Saved entries
//! REST collaborator tests against a mock server.

use review_core::{GroupKey, ItemId};
use review_session::{
    AudioFetcher, DeletionService, HttpCollaborators, SessionError, TitleService, UploadRequest,
    Uploader,
};
use std::time::Duration;
use wiremock::matchers::{body_json, body_string_contains, header, method, path};
use wiremock::{Mock, MockServer, ResponseTemplate};

fn client(server: &MockServer) -> HttpCollaborators {
    HttpCollaborators::new(&server.uri(), Duration::from_secs(5))
        .unwrap()
        .with_token("secret")
}

fn request(id: &str) -> UploadRequest {
    UploadRequest {
        item_id: ItemId::new(id),
        bytes: b"RIFF....WAVE".to_vec(),
        filename: format!("{id}.wav"),
        type_tag: "isolation".to_string(),
        mime: "audio/wav".to_string(),
    }
}

// =============================================================================
// Fetch
// =============================================================================

mod fetch {
    use super::*;

    #[tokio::test]
    async fn relative_url_resolves_against_base() {
        let server = MockServer::start().await;
        Mock::given(method("GET"))
            .and(path("/media/take-1.wav"))
            .and(header("authorization", "Bearer secret"))
            .respond_with(ResponseTemplate::new(200).set_body_bytes(vec![1u8, 2, 3]))
            .expect(1)
            .mount(&server)
            .await;

        let bytes = client(&server).fetch("media/take-1.wav").await.unwrap();
        assert_eq!(bytes, vec![1, 2, 3]);
    }

    #[tokio::test]
    async fn missing_file_is_collaborator_error() {
        let server = MockServer::start().await;
        Mock::given(method("GET"))
            .respond_with(ResponseTemplate::new(404).set_body_string("gone"))
            .mount(&server)
            .await;

        let err = client(&server).fetch("media/x.wav").await.unwrap_err();
        match err {
            SessionError::Collaborator(msg) => assert!(msg.contains("gone")),
            other => panic!("expected Collaborator, got {other:?}"),
        }
        assert!(!SessionError::Collaborator(String::new()).is_fatal());
    }
}

// =============================================================================
// Upload
// =============================================================================

mod upload {
    use super::*;

    #[tokio::test]
    async fn posts_multipart_form() {
        let server = MockServer::start().await;
        Mock::given(method("POST"))
            .and(path("/api/recordings"))
            .and(body_string_contains("name=\"audio\"; filename=\"take-1.wav\""))
            .and(body_string_contains("name=\"item_id\""))
            .and(body_string_contains("isolation"))
            .respond_with(
                ResponseTemplate::new(200)
                    .set_body_json(serde_json::json!({ "success": true, "title": "Take One" })),
            )
            .expect(1)
            .mount(&server)
            .await;

        let outcome = client(&server).upload(request("take-1")).await.unwrap();
        assert!(outcome.success);
        assert_eq!(outcome.title.as_deref(), Some("Take One"));
    }

    #[tokio::test]
    async fn title_is_optional() {
        let server = MockServer::start().await;
        Mock::given(method("POST"))
            .and(path("/api/recordings"))
            .respond_with(ResponseTemplate::new(200).set_body_json(serde_json::json!({ "success": false })))
            .mount(&server)
            .await;

        let outcome = client(&server).upload(request("a")).await.unwrap();
        assert!(!outcome.success);
        assert!(outcome.title.is_none());
    }

    #[tokio::test]
    async fn unauthorized_is_fatal() {
        let server = MockServer::start().await;
        Mock::given(method("POST"))
            .respond_with(ResponseTemplate::new(401))
            .mount(&server)
            .await;

        let err = client(&server).upload(request("a")).await.unwrap_err();
        assert!(matches!(err, SessionError::Unauthorized(_)));
        assert!(err.is_fatal());
    }

    #[tokio::test]
    async fn server_error_is_not_fatal() {
        let server = MockServer::start().await;
        Mock::given(method("POST"))
            .respond_with(ResponseTemplate::new(500).set_body_string("disk full"))
            .mount(&server)
            .await;

        let err = client(&server).upload(request("a")).await.unwrap_err();
        assert!(matches!(err, SessionError::Collaborator(_)));
        assert!(!err.is_fatal());
    }
}

// =============================================================================
// Titles and deletion
// =============================================================================

mod management {
    use super::*;

    #[tokio::test]
    async fn title_update_returns_canonical_title() {
        let server = MockServer::start().await;
        Mock::given(method("PUT"))
            .and(path("/api/groups/cat/title"))
            .and(body_json(serde_json::json!({ "title": "kitten " })))
            .respond_with(ResponseTemplate::new(200).set_body_json(serde_json::json!({ "title": "Kitten" })))
            .expect(1)
            .mount(&server)
            .await;

        let title = client(&server)
            .update_title(&GroupKey::new("cat"), "kitten ")
            .await
            .unwrap();
        assert_eq!(title, "Kitten");
    }

    #[tokio::test]
    async fn title_forbidden() {
        let server = MockServer::start().await;
        Mock::given(method("PUT"))
            .respond_with(ResponseTemplate::new(403))
            .mount(&server)
            .await;

        let err = client(&server)
            .update_title(&GroupKey::new("cat"), "x")
            .await
            .unwrap_err();
        assert!(matches!(err, SessionError::Unauthorized(_)));
    }

    #[tokio::test]
    async fn delete_reports_whether_anything_was_removed() {
        let server = MockServer::start().await;
        Mock::given(method("DELETE"))
            .and(path("/api/recordings/a"))
            .respond_with(ResponseTemplate::new(204))
            .mount(&server)
            .await;
        Mock::given(method("DELETE"))
            .and(path("/api/recordings/b"))
            .respond_with(ResponseTemplate::new(404))
            .mount(&server)
            .await;

        let http = client(&server);
        assert!(http.delete(&ItemId::new("a")).await.unwrap());
        assert!(!http.delete(&ItemId::new("b")).await.unwrap());
    }

    #[tokio::test]
    async fn base_path_is_kept() {
        let server = MockServer::start().await;
        Mock::given(method("DELETE"))
            .and(path("/v2/api/recordings/a"))
            .respond_with(ResponseTemplate::new(200))
            .expect(1)
            .mount(&server)
            .await;

        let http = HttpCollaborators::new(&format!("{}/v2", server.uri()), Duration::from_secs(5)).unwrap();
        assert!(http.delete(&ItemId::new("a")).await.unwrap());
    }
}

What the task asks:
Read the data above and count the lines that include "success". Answer only with the count.

Response to the exercise:
4